### Required action
Scan the data beneath this task and copy each line that includes "InvalidPort".

### The data
= Beginning of Section =

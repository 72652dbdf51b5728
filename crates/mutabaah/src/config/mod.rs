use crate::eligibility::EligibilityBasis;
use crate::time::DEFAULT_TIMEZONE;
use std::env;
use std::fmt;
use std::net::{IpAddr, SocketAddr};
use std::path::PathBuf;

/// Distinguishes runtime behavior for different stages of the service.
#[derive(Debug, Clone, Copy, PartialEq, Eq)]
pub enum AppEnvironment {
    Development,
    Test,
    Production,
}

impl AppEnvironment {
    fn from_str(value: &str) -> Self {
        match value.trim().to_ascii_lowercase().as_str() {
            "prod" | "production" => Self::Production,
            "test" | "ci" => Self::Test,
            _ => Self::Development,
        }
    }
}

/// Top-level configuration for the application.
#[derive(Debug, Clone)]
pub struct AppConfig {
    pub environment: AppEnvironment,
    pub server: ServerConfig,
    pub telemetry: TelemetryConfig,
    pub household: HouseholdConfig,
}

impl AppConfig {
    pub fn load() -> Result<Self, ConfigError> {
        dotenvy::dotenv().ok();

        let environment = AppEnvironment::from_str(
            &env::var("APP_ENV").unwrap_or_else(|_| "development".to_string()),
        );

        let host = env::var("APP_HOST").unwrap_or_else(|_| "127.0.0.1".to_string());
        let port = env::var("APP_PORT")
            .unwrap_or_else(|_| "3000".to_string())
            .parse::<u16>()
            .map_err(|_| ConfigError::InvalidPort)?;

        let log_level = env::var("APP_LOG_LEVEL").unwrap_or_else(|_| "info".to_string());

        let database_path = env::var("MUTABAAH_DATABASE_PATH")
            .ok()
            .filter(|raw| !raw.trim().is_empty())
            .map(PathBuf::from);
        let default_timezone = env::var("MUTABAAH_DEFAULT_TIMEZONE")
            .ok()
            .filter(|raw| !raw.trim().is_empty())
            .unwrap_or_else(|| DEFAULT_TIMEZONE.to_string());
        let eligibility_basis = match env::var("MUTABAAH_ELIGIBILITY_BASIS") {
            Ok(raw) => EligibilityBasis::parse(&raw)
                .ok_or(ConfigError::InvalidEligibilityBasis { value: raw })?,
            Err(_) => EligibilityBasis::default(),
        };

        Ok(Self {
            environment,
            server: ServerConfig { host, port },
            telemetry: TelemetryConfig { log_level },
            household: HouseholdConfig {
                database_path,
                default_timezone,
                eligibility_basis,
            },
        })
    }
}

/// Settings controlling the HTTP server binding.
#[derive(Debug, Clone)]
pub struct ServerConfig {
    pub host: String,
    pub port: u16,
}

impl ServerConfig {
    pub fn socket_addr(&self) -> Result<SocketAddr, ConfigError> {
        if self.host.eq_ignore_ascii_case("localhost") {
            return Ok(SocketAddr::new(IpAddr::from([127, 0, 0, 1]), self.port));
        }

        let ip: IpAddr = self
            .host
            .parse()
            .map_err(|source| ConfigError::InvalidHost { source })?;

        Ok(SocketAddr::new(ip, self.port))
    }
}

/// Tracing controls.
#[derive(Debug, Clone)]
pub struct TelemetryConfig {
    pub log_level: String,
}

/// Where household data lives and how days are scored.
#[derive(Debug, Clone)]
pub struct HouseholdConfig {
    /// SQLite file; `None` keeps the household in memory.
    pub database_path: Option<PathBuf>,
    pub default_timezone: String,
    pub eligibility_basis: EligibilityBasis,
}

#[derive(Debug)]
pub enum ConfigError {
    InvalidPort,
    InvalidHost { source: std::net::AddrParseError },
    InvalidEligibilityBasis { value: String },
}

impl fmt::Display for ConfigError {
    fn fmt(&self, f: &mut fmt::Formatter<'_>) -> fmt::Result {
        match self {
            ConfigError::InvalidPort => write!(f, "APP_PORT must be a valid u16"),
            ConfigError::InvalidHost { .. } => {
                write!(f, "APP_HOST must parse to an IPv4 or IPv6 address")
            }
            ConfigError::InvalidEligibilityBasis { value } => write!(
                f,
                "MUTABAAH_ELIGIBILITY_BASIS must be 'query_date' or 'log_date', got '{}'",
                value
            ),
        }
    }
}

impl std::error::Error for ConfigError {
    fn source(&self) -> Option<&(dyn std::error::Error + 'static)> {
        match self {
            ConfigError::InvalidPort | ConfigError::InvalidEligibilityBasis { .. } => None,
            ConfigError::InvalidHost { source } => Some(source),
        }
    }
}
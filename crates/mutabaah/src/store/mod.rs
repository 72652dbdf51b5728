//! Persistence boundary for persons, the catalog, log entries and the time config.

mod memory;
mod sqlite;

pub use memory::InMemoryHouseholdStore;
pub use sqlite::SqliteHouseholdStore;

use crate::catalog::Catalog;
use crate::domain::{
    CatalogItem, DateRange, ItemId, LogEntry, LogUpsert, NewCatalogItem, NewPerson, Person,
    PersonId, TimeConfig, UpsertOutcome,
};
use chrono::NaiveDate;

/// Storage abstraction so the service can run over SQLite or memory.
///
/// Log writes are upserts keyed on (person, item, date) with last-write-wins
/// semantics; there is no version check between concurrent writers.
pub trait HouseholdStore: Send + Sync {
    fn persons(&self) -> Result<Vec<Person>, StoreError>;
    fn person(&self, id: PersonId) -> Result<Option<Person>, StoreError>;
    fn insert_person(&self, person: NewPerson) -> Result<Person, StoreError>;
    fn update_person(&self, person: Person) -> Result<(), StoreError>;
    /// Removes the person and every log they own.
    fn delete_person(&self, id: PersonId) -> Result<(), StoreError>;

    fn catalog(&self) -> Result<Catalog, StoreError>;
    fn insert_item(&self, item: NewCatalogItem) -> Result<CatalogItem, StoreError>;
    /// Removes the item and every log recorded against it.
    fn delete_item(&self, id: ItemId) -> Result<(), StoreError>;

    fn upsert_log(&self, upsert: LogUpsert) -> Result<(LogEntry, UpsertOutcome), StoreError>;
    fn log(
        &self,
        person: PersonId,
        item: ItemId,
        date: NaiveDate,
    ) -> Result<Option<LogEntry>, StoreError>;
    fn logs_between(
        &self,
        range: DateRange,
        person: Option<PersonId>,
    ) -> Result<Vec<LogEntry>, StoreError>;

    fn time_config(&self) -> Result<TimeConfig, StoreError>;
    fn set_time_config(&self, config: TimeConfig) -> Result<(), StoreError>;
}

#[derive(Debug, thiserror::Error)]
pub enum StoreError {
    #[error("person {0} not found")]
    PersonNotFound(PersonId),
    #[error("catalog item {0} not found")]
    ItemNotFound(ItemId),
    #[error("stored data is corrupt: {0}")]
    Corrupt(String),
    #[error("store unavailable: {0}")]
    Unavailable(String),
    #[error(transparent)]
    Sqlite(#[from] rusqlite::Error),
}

= End of Section =

### Exercise solution
            .map_err(|_| ConfigError::InvalidPort)?;
    InvalidPort,
            ConfigError::InvalidPort => write!(f, "APP_PORT must be a valid u16"),
            ConfigError::InvalidPort | ConfigError::InvalidEligibilityBasis { .. } => None,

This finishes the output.